Schönheitschirurg tot von

Prozess um Franz Gsell

Männern wird Raub und gefährliche Körperverletzung mit Todesfolge vorgeworfen

Tatjana und Franz Gsell
© Bild: APA/Eduard Weigert / EPA / picturedesk.com

Nach mehr als zehn Jahren soll ab Dienstag der Tod des Nürnberger Schönheitschirurgen Franz Gsell vor Gericht aufgerollt werden. Im vergangenen Jahr war ein Verfahren vor dem Landgericht Nürnberg-Fürth schon vor Beginn geplatzt, weil einer der zwei Angeklagten nicht zu dem Prozess geladen werden konnte.

Die Staatsanwaltschaft wirft den 38 und 45 Jahre alten Männern schweren Raub und gefährliche Körperverletzung mit Todesfolge vor. Zumindest einer der Angeklagten wird diesmal sicher vor Gericht erscheinen, denn er ist in Untersuchungshaft.

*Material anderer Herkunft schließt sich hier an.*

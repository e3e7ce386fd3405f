//! Per-path response rewrite rules and the debug-target transforms

use devtun_rewrite::RewriteCallback;
use std::fmt;
use std::sync::Arc;

/// A rewrite callback bound to one request path
#[derive(Clone)]
pub struct ProxyRule {
    path: String,
    callback: RewriteCallback,
}

impl ProxyRule {
    /// Create a rule for `path`
    ///
    /// `path` is compared with the request's full path-and-query, so `/` does
    /// not match `/?foo`.
    pub fn new<F>(path: impl Into<String>, callback: F) -> Self
    where
        F: Fn(&str) -> Option<String> + Send + Sync + 'static,
    {
        Self {
            path: path.into(),
            callback: Arc::new(callback),
        }
    }

    /// Path this rule applies to
    pub fn path(&self) -> &str {
        &self.path
    }

    /// Whether the rule applies to a request
    pub fn matches(&self, path_and_query: &str) -> bool {
        self.path == path_and_query
    }

    /// Callback handed to the response rewriter
    pub fn callback(&self) -> RewriteCallback {
        Arc::clone(&self.callback)
    }
}

impl fmt::Debug for ProxyRule {
    fn fmt(&self, f: &mut fmt::Formatter<'_>) -> fmt::Result {
        f.debug_struct("ProxyRule")
            .field("path", &self.path)
            .finish_non_exhaustive()
    }
}

/// Ordered set of rules; the first match wins
#[derive(Debug, Clone, Default)]
pub struct RuleSet {
    rules: Vec<ProxyRule>,
}

impl RuleSet {
    /// Create an empty rule set
    pub fn new() -> Self {
        Self::default()
    }

    /// Append a rule
    pub fn with_rule(mut self, rule: ProxyRule) -> Self {
        self.rules.push(rule);
        self
    }

    /// Find the rule for a request
    pub fn find(&self, path_and_query: &str) -> Option<&ProxyRule> {
        self.rules.iter().find(|rule| rule.matches(path_and_query))
    }

    /// Number of rules
    pub fn len(&self) -> usize {
        self.rules.len()
    }

    /// Whether there are no rules
    pub fn is_empty(&self) -> bool {
        self.rules.is_empty()
    }
}

const FETCH_CALL: &str = "fetch(url).";
const FETCH_WITH_CREDENTIALS: &str = "fetch(url, {credentials: 'include'}).";
const BROKEN_FRONTEND_LINK: &str = "link.href = `https://chrome-devtools-frontend.appspot.com";
const REPORTED_FRONTEND_LINK: &str = "link.href = item.devtoolsFrontendUrl; // ";

/// Rewrite the target's index page so its script works behind basic auth
///
/// The page's `fetch(url)` gets `credentials: 'include'`, and the link builder
/// some headless index pages use (pointing at the hosted frontend) is replaced
/// by the target's own reported frontend URL. Both are first-occurrence
/// literal substitutions. Empty bodies are left alone.
pub fn include_fetch_credentials(body: &str) -> Option<String> {
    if body.is_empty() {
        return None;
    }

    let body = body.replacen(FETCH_CALL, FETCH_WITH_CREDENTIALS, 1);
    Some(body.replacen(BROKEN_FRONTEND_LINK, REPORTED_FRONTEND_LINK, 1))
}

/// Point `/json/*` metadata at the tunnel
///
/// Every literal occurrence of `original_host` becomes `tunnel_host`, every
/// `ws=` becomes `wss=` and every `ws://` becomes `wss://`. The replacement
/// is textual and ignores JSON structure, so unrelated strings containing
/// these tokens are rewritten too.
pub fn rewrite_json_hosts(body: &str, original_host: &str, tunnel_host: &str) -> Option<String> {
    if body.is_empty() {
        return None;
    }

    let body = if original_host.is_empty() {
        body.to_string()
    } else {
        body.replace(original_host, tunnel_host)
    };
    Some(body.replace("ws=", "wss=").replace("ws://", "wss://"))
}

#[cfg(test)]
mod tests {
    use super::*;

    #[test]
    fn test_rule_matching_is_exact() {
        let rules = RuleSet::new()
            .with_rule(ProxyRule::new("/", |_| None))
            .with_rule(ProxyRule::new("/json/list", |_| None));

        assert_eq!(rules.len(), 2);
        assert_eq!(rules.find("/").unwrap().path(), "/");
        assert_eq!(rules.find("/json/list").unwrap().path(), "/json/list");
        assert!(rules.find("/json/list?t=1").is_none());
        assert!(rules.find("/json").is_none());
        assert!(RuleSet::new().is_empty());
    }

    #[test]
    fn test_include_fetch_credentials() {
        let page = "<script>fetch(url).then(r => r.json()); fetch(url).catch(e => e)</script>\
                    <script>link.href = `https://chrome-devtools-frontend.appspot.com/serve_file/${rev}`</script>";

        let rewritten = include_fetch_credentials(page).unwrap();
        assert!(rewritten.starts_with(
            "<script>fetch(url, {credentials: 'include'}).then(r => r.json()); fetch(url).catch"
        ));
        assert!(rewritten
            .contains("link.href = item.devtoolsFrontendUrl; // /serve_file/${rev}`"));
        assert!(!rewritten.contains("chrome-devtools-frontend.appspot.com"));
    }

    #[test]
    fn test_include_fetch_credentials_leaves_empty_body() {
        assert_eq!(include_fetch_credentials(""), None);
    }

    #[test]
    fn test_rewrite_json_hosts_is_global() {
        let list = r#"[{"devtoolsFrontendUrl":"/devtools/inspector.html?ws=127.0.0.1:9222/devtools/page/A",
"webSocketDebuggerUrl":"ws://127.0.0.1:9222/devtools/page/A"},
{"devtoolsFrontendUrl":"/devtools/inspector.html?ws=127.0.0.1:9222/devtools/page/B",
"webSocketDebuggerUrl":"ws://127.0.0.1:9222/devtools/page/B"}]"#;

        let rewritten = rewrite_json_hosts(list, "127.0.0.1", "faketunnel.com").unwrap();
        assert!(!rewritten.contains("127.0.0.1"));
        assert!(!rewritten.contains("ws=faketunnel"));
        assert!(!rewritten.contains("\"ws://"));
        assert_eq!(rewritten.matches("wss=faketunnel.com:9222").count(), 2);
        assert_eq!(rewritten.matches("wss://faketunnel.com:9222").count(), 2);
    }

    #[test]
    fn test_rewrite_json_hosts_touches_unrelated_text() {
        // Literal replacement does not respect JSON structure.
        let body = r#"{"title":"docs for localhost and news=1","url":"https://localhost/"}"#;
        let rewritten = rewrite_json_hosts(body, "localhost", "t.example").unwrap();
        assert_eq!(
            rewritten,
            r#"{"title":"docs for t.example and newss=1","url":"https://t.example/"}"#
        );
    }
}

Die mutmaßlichen Täter sollen am 5. Jänner 2003 maskiert und mindestens mit einem Beil bewaffnet in das Wohnhaus von Franz Gsell eingedrungen sein. Dann forderten sie laut Anklage Geld und schlugen den 76 Jahre alten Chirurgen mehrmals. Gefesselt und verletzt ließen sie ihn zurück und flohen mit mindestens 5.000 Euro sowie wertvollem Schmuck. Der Mediziner starb zwei Monate später an seinen schweren Verletzungen.